A comprehensive examination—clinical exam, digital panoramic, full-mouth radiographs and photographs—was performed. In keeping with my standard of care, a cone beam computed tomography (CBCT) scan with the CS 9000 3D extraoral imaging system was also taken. While the initial 2D images suggested enough bone present for implants (Fig. 2), a severely resorbed maxillary ridge was revealed by the cross sectional preoperative view of the CBCT scan (Fig. 3). Based on the CBCT findings, it was determined that bone grafting procedures would be necessary in order to make a screw-retained implant prosthesis possible.

Due to the resorbed maxillary ridge two grafting treatment options were put forward. The first option: an upper anterior and premolar bone graft using bone morphogenetic proteins (BMPs). The second option: autogenous bone grafts would be taken from the patient’s ramus, chin or hip. Either of these scenarios would be followed by the placement of six implants and a fixed restoration. Additionally, fewer implants could be placed and a removable overdenture could be used instead.


The first option was selected by the patient, as she was seeking a fixed solution and was opposed to the autogenous graft procedures. The BMP rhBMP-2—which mimics a protein present in the body—was used for the bone graft. The patient’s existing denture was modified for use during the healing period—approximately four months—following the bone graft procedure. A post-graft CBCT scan was then taken to confirm the success of the graft and to plan the position of the implants (Fig. 4).

Next, planning software was used to predetermine where the six implants were to be placed (Fig. 5). After placing gingival sulcus formers (Fig. 6), the existing denture was modified and relined for use until the final prosthesis was ready. Then, abutments were positioned, after which the tissue was contoured with a soft tissue laser (Fig. 7). A verification jig was used to check the accuracy of the abutment level impression (Fig. 8). This was done to confirm that the bar would have a passive fit. A titainium bar was designed and milled using CAD/CAM technology (Fig. 9). To ensure approval, the bar was fitted with esthetic denture teeth, created in wax and tried-in (Fig. 10). Finally, the case was delivered (Fig. 11). The screws were torqued to 15 μm and teflon tape and composite were used to close the access holes.

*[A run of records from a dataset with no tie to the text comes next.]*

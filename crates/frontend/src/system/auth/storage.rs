//! Токены сессии в localStorage

use web_sys::window;

const ACCESS_TOKEN_KEY: &str = "cmms_access_token";
const REFRESH_TOKEN_KEY: &str = "cmms_refresh_token";

fn local_storage() -> Option<web_sys::Storage> {
    window()?.local_storage().ok()?
}

fn read(key: &str) -> Option<String> {
    local_storage()?
        .get_item(key)
        .ok()?
        .filter(|v| !v.is_empty())
}

fn write(key: &str, value: &str) {
    if let Some(storage) = local_storage() {
        let _ = storage.set_item(key, value);
    }
}

pub fn save_tokens(access_token: &str, refresh_token: &str) {
    write(ACCESS_TOKEN_KEY, access_token);
    write(REFRESH_TOKEN_KEY, refresh_token);
}

pub fn save_access_token(token: &str) {
    write(ACCESS_TOKEN_KEY, token);
}

pub fn get_access_token() -> Option<String> {
    read(ACCESS_TOKEN_KEY)
}

pub fn get_refresh_token() -> Option<String> {
    read(REFRESH_TOKEN_KEY)
}

pub fn clear_tokens() {
    if let Some(storage) = local_storage() {
        let _ = storage.remove_item(ACCESS_TOKEN_KEY);
        let _ = storage.remove_item(REFRESH_TOKEN_KEY);
    }
}
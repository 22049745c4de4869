//! Типизированные ошибки сервисов и их отображение в HTTP-ответы

use axum::http::StatusCode;
use axum::response::{IntoResponse, Response};
use axum::Json;
use serde_json::json;
use thiserror::Error;

/// Ошибка бизнес-логики, которую сервис прикрепляет к `anyhow::Error`
#[derive(Debug, Clone, Error, PartialEq, Eq)]
pub enum ServiceError {
    #[error("{0}")]
    Validation(String),

    #[error("{0}")]
    NotFound(String),

    #[error("{0}")]
    Conflict(String),

    #[error("{0}")]
    Forbidden(String),
}

impl ServiceError {
    pub fn status(&self) -> StatusCode {
        match self {
            ServiceError::Validation(_) => StatusCode::BAD_REQUEST,
            ServiceError::NotFound(_) => StatusCode::NOT_FOUND,
            ServiceError::Conflict(_) => StatusCode::CONFLICT,
            ServiceError::Forbidden(_) => StatusCode::FORBIDDEN,
        }
    }

    pub fn validation(msg: impl Into<String>) -> anyhow::Error {
        ServiceError::Validation(msg.into()).into()
    }

    pub fn not_found(msg: impl Into<String>) -> anyhow::Error {
        ServiceError::NotFound(msg.into()).into()
    }

    pub fn conflict(msg: impl Into<String>) -> anyhow::Error {
        ServiceError::Conflict(msg.into()).into()
    }

    pub fn forbidden(msg: impl Into<String>) -> anyhow::Error {
        ServiceError::Forbidden(msg.into()).into()
    }
}

/// Ошибка обработчика: любая `anyhow::Error`, ответ строится по `ServiceError` в цепочке
#[derive(Debug)]
pub struct ApiError(pub anyhow::Error);

impl ApiError {
    /// HTTP-статус и текст для клиента
    pub fn status_and_message(&self) -> (StatusCode, String) {
        match self.0.downcast_ref::<ServiceError>() {
            Some(err) => (err.status(), err.to_string()),
            None => (
                StatusCode::INTERNAL_SERVER_ERROR,
                "Внутренняя ошибка сервера".to_string(),
            ),
        }
    }
}

impl<E> From<E> for ApiError
where
    E: Into<anyhow::Error>,
{
    fn from(err: E) -> Self {
        ApiError(err.into())
    }
}

impl IntoResponse for ApiError {
    fn into_response(self) -> Response {
        let (status, message) = self.status_and_message();
        if status == StatusCode::INTERNAL_SERVER_ERROR {
            tracing::error!("Request failed: {:#}", self.0);
        }
        (status, Json(json!({ "error": message }))).into_response()
    }
}

pub type ApiResult<T> = Result<T, ApiError>;

/// Разбор идентификатора из пути или DTO
pub fn parse_id(id: &str) -> anyhow::Result<uuid::Uuid> {
    uuid::Uuid::parse_str(id.trim())
        .map_err(|_| ServiceError::validation(format!("Некорректный идентификатор: {}", id)))
}

#[cfg(test)]
mod tests {
    use super::*;
    use anyhow::Context;

    #[test]
    fn test_parse_id() {
        let id = uuid::Uuid::new_v4();
        assert_eq!(parse_id(&id.to_string()).unwrap(), id);
        let (status, _) = ApiError(parse_id("42").unwrap_err()).status_and_message();
        assert_eq!(status, StatusCode::BAD_REQUEST);
    }

    #[test]
    fn test_service_error_status_mapping() {
        let cases = [
            (ServiceError::validation("bad"), StatusCode::BAD_REQUEST),
            (ServiceError::not_found("none"), StatusCode::NOT_FOUND),
            (ServiceError::conflict("state"), StatusCode::CONFLICT),
            (ServiceError::forbidden("role"), StatusCode::FORBIDDEN),
        ];
        for (err, expected) in cases {
            let (status, _) = ApiError(err).status_and_message();
            assert_eq!(status, expected);
        }
    }

    #[test]
    fn test_message_is_passed_through() {
        let (status, message) =
            ApiError(ServiceError::validation("Код не может быть пустым")).status_and_message();
        assert_eq!(status, StatusCode::BAD_REQUEST);
        assert_eq!(message, "Код не может быть пустым");
    }

    #[test]
    fn test_untyped_error_is_internal() {
        let (status, message) = ApiError(anyhow::anyhow!("disk I/O error")).status_and_message();
        assert_eq!(status, StatusCode::INTERNAL_SERVER_ERROR);
        assert!(!message.contains("disk"));
    }

    #[test]
    fn test_context_keeps_root_service_error() {
        let err: anyhow::Result<()> = Err(ServiceError::not_found("Завод не найден"));
        let err = err.context("loading factory").unwrap_err();
        let (status, message) = ApiError(err).status_and_message();
        assert_eq!(status, StatusCode::NOT_FOUND);
        assert_eq!(message, "Завод не найден");
    }
}
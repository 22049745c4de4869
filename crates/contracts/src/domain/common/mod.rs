//! Common types and traits for all aggregates

pub mod aggregate_id;
pub mod aggregate_root;
pub mod base_aggregate;
pub mod entity_metadata;
pub mod status;

// Re-exports
pub use aggregate_id::AggregateId;
pub use aggregate_root::AggregateRoot;
pub use base_aggregate::BaseAggregate;
pub use entity_metadata::EntityMetadata;
pub use status::{StatusChangeRequest, StatusWorkflow};
pub mod service;
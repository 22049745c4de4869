use axum::{extract::Query, Json};
use contracts::dashboards::d100_overview::dto::OverviewResponse;
use serde::Deserialize;

use crate::dashboards::d100_overview;
use crate::shared::error::ApiResult;

#[derive(Debug, Deserialize)]
pub struct OverviewQuery {
    pub factory_id: Option<String>,
}

/// GET /api/d100/overview?factory_id=
pub async fn get_overview(Query(query): Query<OverviewQuery>) -> ApiResult<Json<OverviewResponse>> {
    let factory_id = query.factory_id.as_deref().filter(|s| !s.is_empty());
    Ok(Json(d100_overview::service::get_overview(factory_id).await?))
}
// Аутентификация
pub mod auth;

// Пользователи и роли
pub mod users;

// Планировщик ТО
pub mod scheduler;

The final outcome of the case resulted in the patient being able to securely wear her upper denture for the first time (Fig. 12). She was able to once again enjoy foods that had been off-limits due to her poorly fitting denture.

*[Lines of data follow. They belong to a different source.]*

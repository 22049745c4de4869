use contracts::shared::logger::{CreateLogRequest, LogEntry, LogLevel};

use crate::shared::api_utils::{delete, get_json, post_no_content};

pub async fn fetch_logs() -> Result<Vec<LogEntry>, String> {
    get_json("/api/logs").await
}

pub async fn clear_logs() -> Result<(), String> {
    delete("/api/logs").await
}

/// Запись клиентского события в системный лог
pub async fn write_log(level: LogLevel, category: &str, message: &str) -> Result<(), String> {
    let request = CreateLogRequest {
        level: level.as_str().to_string(),
        source: "client".to_string(),
        category: category.to_string(),
        message: message.to_string(),
    };
    post_no_content("/api/logs", &request).await
}
//! Боковое меню с раскрывающимися группами

use crate::layout::global_context::AppGlobalContext;
use crate::layout::tabs::tab_label_for_key;
use crate::shared::icons::icon;
use crate::system::auth::context::use_auth;
use leptos::prelude::*;

#[derive(Clone, Debug, PartialEq)]
struct MenuGroup {
    id: &'static str,
    label: &'static str,
    icon: &'static str,
    items: Vec<(&'static str, &'static str)>, // (tab key, icon)
    admin_only: bool,
}

fn get_menu_groups() -> Vec<MenuGroup> {
    vec![
        MenuGroup {
            id: "references",
            label: "Справочники",
            icon: "folder",
            items: vec![
                ("a001_factory", "factory"),
                ("a002_equipment", "equipment"),
                ("a003_checklist_template", "checklist"),
            ],
            admin_only: false,
        },
        MenuGroup {
            id: "planning",
            label: "Планирование ТО",
            icon: "calendar",
            items: vec![
                ("a004_pm_plan", "calendar"),
                ("u100_pm_plan_wizard", "wizard"),
            ],
            admin_only: false,
        },
        MenuGroup {
            id: "maintenance",
            label: "Обслуживание",
            icon: "work-order",
            items: vec![
                ("a005_work_order", "work-order"),
                ("a006_corrective_maintenance", "incident"),
            ],
            admin_only: false,
        },
        MenuGroup {
            id: "journal",
            label: "Журнал",
            icon: "log",
            items: vec![("sys_logs", "log")],
            admin_only: false,
        },
        MenuGroup {
            id: "settings",
            label: "Администрирование",
            icon: "settings",
            items: vec![("sys_users", "users"), ("sys_scheduler", "clock")],
            admin_only: true,
        },
    ]
}

/// Группы, видимые пользователю
fn visible_groups(is_admin: bool) -> Vec<MenuGroup> {
    get_menu_groups()
        .into_iter()
        .filter(|g| is_admin || !g.admin_only)
        .collect()
}

#[component]
pub fn Sidebar() -> impl IntoView {
    let ctx = use_context::<AppGlobalContext>().expect("AppGlobalContext not found");
    let (auth_state, _) = use_auth();
    let is_admin = Memo::new(move |_| auth_state.with(|s| s.is_admin()));

    let expanded_groups = RwSignal::new(vec![
        "references".to_string(),
        "planning".to_string(),
        "maintenance".to_string(),
    ]);

    let is_active = move |key: &str| ctx.active.with(|a| a.as_deref() == Some(key));

    view! {
        <div class="app-sidebar__content">
            <div
                class="app-sidebar__item"
                class:app-sidebar__item--active=move || is_active("d100_overview")
                style:padding-left="12px"
                on:click=move |_| ctx.open_tab("d100_overview", tab_label_for_key("d100_overview"))
            >
                <div class="app-sidebar__item-content">
                    {icon("dashboard")}
                    <span>{tab_label_for_key("d100_overview")}</span>
                </div>
            </div>

            {move || visible_groups(is_admin.get()).into_iter().map(|group| {
                let gid = StoredValue::new(group.id.to_string());
                let toggle = move |_| {
                    let id = gid.get_value();
                    expanded_groups.update(|items| {
                        if let Some(pos) = items.iter().position(|x| x == &id) {
                            items.remove(pos);
                        } else {
                            items.push(id);
                        }
                    });
                };
                let is_expanded = move || expanded_groups.with(|g| g.contains(&gid.get_value()));

                view! {
                    <div>
                        <div class="app-sidebar__item" style:padding-left="12px" on:click=toggle>
                            <div class="app-sidebar__item-content">
                                {icon(group.icon)}
                                <span>{group.label}</span>
                            </div>
                            <div
                                class="app-sidebar__chevron"
                                class:app-sidebar__chevron--expanded=is_expanded
                            >
                                {icon("chevron-right")}
                            </div>
                        </div>

                        <Show when=is_expanded>
                            <div class="app-sidebar__children">
                                {group.items.iter().map(|&(key, icon_name)| {
                                    let label = tab_label_for_key(key);
                                    view! {
                                        <div
                                            class="app-sidebar__item"
                                            class:app-sidebar__item--active=move || is_active(key)
                                            style:padding-left="10px"
                                            on:click=move |_| ctx.open_tab(key, label)
                                        >
                                            <div class="app-sidebar__item-content">
                                                {icon(icon_name)}
                                                <span>{label}</span>
                                            </div>
                                        </div>
                                    }
                                }).collect_view()}
                            </div>
                        </Show>
                    </div>
                }
            }).collect_view()}
        </div>
    }
}

#[cfg(test)]
mod tests {
    use super::*;

    #[test]
    fn test_admin_groups_hidden_for_others() {
        let ids: Vec<_> = visible_groups(false).iter().map(|g| g.id).collect();
        assert!(!ids.contains(&"settings"));
        let ids: Vec<_> = visible_groups(true).iter().map(|g| g.id).collect();
        assert!(ids.contains(&"settings"));
    }

    #[test]
    fn test_every_menu_item_has_label() {
        for group in get_menu_groups() {
            for (key, _) in group.items {
                assert!(!tab_label_for_key(key).is_empty(), "no label for {}", key);
            }
        }
    }
}
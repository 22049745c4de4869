pub mod common;
pub mod u100_pm_plan_wizard;
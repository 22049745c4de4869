use axum::{extract::Json, http::StatusCode};
use contracts::system::auth::{LoginRequest, LoginResponse, RefreshRequest, RefreshResponse, UserInfo};
use contracts::system::users::User;

use crate::shared::error::{ApiResult, ServiceError};
use crate::shared::logger;
use crate::system::auth::extractor::CurrentUser;
use crate::system::{auth::jwt, users::service as user_service};

fn user_info(user: User) -> UserInfo {
    UserInfo {
        id: user.id,
        username: user.username,
        full_name: user.full_name,
        email: user.email,
        role: user.role,
        is_admin: user.role.is_admin(),
    }
}

/// Login handler
pub async fn login(Json(request): Json<LoginRequest>) -> ApiResult<Json<LoginResponse>> {
    let Some(user) = user_service::verify_credentials(&request.username, &request.password).await?
    else {
        logger::warn(
            "auth",
            &format!("Неудачная попытка входа: {}", request.username.trim()),
        );
        return Err(ServiceError::forbidden("Неверный логин или пароль").into());
    };

    let access_token = jwt::generate_access_token(&user.id, &user.username, user.role).await?;
    let refresh_token = jwt::generate_refresh_token();
    store_refresh_token(&user.id, &refresh_token).await?;

    logger::log("auth", &format!("Вход в систему: {}", user.username));

    Ok(Json(LoginResponse {
        access_token,
        refresh_token,
        user: user_info(user),
    }))
}

/// Refresh token handler
pub async fn refresh(Json(request): Json<RefreshRequest>) -> Result<Json<RefreshResponse>, StatusCode> {
    let user_id = validate_refresh_token(&request.refresh_token)
        .await
        .map_err(|_| StatusCode::UNAUTHORIZED)?;

    let user = user_service::get_by_id(&user_id)
        .await
        .map_err(|_| StatusCode::INTERNAL_SERVER_ERROR)?
        .filter(|u| u.is_active)
        .ok_or(StatusCode::UNAUTHORIZED)?;

    // Роль берётся из базы: смена роли вступает в силу при следующем обновлении токена
    let access_token = jwt::generate_access_token(&user.id, &user.username, user.role)
        .await
        .map_err(|_| StatusCode::INTERNAL_SERVER_ERROR)?;

    Ok(Json(RefreshResponse { access_token }))
}

/// Logout handler
pub async fn logout(Json(request): Json<RefreshRequest>) -> ApiResult<StatusCode> {
    revoke_refresh_token(&request.refresh_token).await?;
    Ok(StatusCode::OK)
}

/// Текущий пользователь (за require_auth)
pub async fn current_user(user: CurrentUser) -> ApiResult<Json<UserInfo>> {
    let user = user_service::get_by_id(user.user_id())
        .await?
        .ok_or_else(|| ServiceError::not_found("Пользователь не найден"))?;

    Ok(Json(user_info(user)))
}

// Refresh-токены хранятся только в виде SHA-256

async fn store_refresh_token(user_id: &str, token: &str) -> anyhow::Result<()> {
    use crate::shared::data::db::get_connection;
    use chrono::Utc;
    use sea_orm::{ConnectionTrait, DatabaseBackend, Statement};

    let token_id = uuid::Uuid::new_v4().to_string();
    let expires_at = jwt::calculate_refresh_token_expiration();
    let created_at = Utc::now().to_rfc3339();

    get_connection()
        .execute(Statement::from_sql_and_values(
            DatabaseBackend::Sqlite,
            "INSERT INTO sys_refresh_tokens (id, user_id, token_hash, expires_at, created_at)
             VALUES (?, ?, ?, ?, ?)",
            [
                token_id.into(),
                user_id.to_string().into(),
                hash_token(token).into(),
                expires_at.into(),
                created_at.into(),
            ],
        ))
        .await?;

    Ok(())
}

async fn validate_refresh_token(token: &str) -> anyhow::Result<String> {
    use crate::shared::data::db::get_connection;
    use chrono::Utc;
    use sea_orm::{ConnectionTrait, DatabaseBackend, Statement};

    let now = Utc::now().to_rfc3339();

    let result = get_connection()
        .query_one(Statement::from_sql_and_values(
            DatabaseBackend::Sqlite,
            "SELECT user_id FROM sys_refresh_tokens
             WHERE token_hash = ? AND expires_at > ? AND revoked_at IS NULL",
            [hash_token(token).into(), now.into()],
        ))
        .await?;

    match result {
        Some(row) => Ok(row.try_get("", "user_id")?),
        None => Err(anyhow::anyhow!("Invalid or expired refresh token")),
    }
}

async fn revoke_refresh_token(token: &str) -> anyhow::Result<()> {
    use crate::shared::data::db::get_connection;
    use chrono::Utc;
    use sea_orm::{ConnectionTrait, DatabaseBackend, Statement};

    let revoked_at = Utc::now().to_rfc3339();

    get_connection()
        .execute(Statement::from_sql_and_values(
            DatabaseBackend::Sqlite,
            "UPDATE sys_refresh_tokens SET revoked_at = ? WHERE token_hash = ?",
            [revoked_at.into(), hash_token(token).into()],
        ))
        .await?;

    Ok(())
}

fn hash_token(token: &str) -> String {
    use sha2::{Digest, Sha256};
    let mut hasher = Sha256::new();
    hasher.update(token.as_bytes());
    format!("{:x}", hasher.finalize())
}

#[cfg(test)]
mod tests {
    use super::*;

    #[test]
    fn test_hash_token_is_stable_hex() {
        let h = hash_token("abc");
        assert_eq!(h.len(), 64);
        assert_eq!(h, hash_token("abc"));
        assert_ne!(h, hash_token("abd"));
        assert_eq!(
            h,
            "ba7816bf8f01cfea414140de5dae2223b00361a396177a9cb410ff61f20015ad"
        );
    }
}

I’m a big proponent of seeing the end before you start and planning implants from the restoration backwards. With this case, just looking at the 2D pano it appeared as if we had enough bone. However, when we did the 3D scan with the CS 9000 3D, we immediately knew that there was not enough bone to do implants. Having that 3D technology and knowing exactly what we needed to be able to get the patient to where she wanted to go, that’s really what we uncovered. We were able to graft exactly where we needed to, take another CBCT scan, virtually plan the implants and give her the result that we wanted. Immediately, you could see her just light up. It was so rewarding.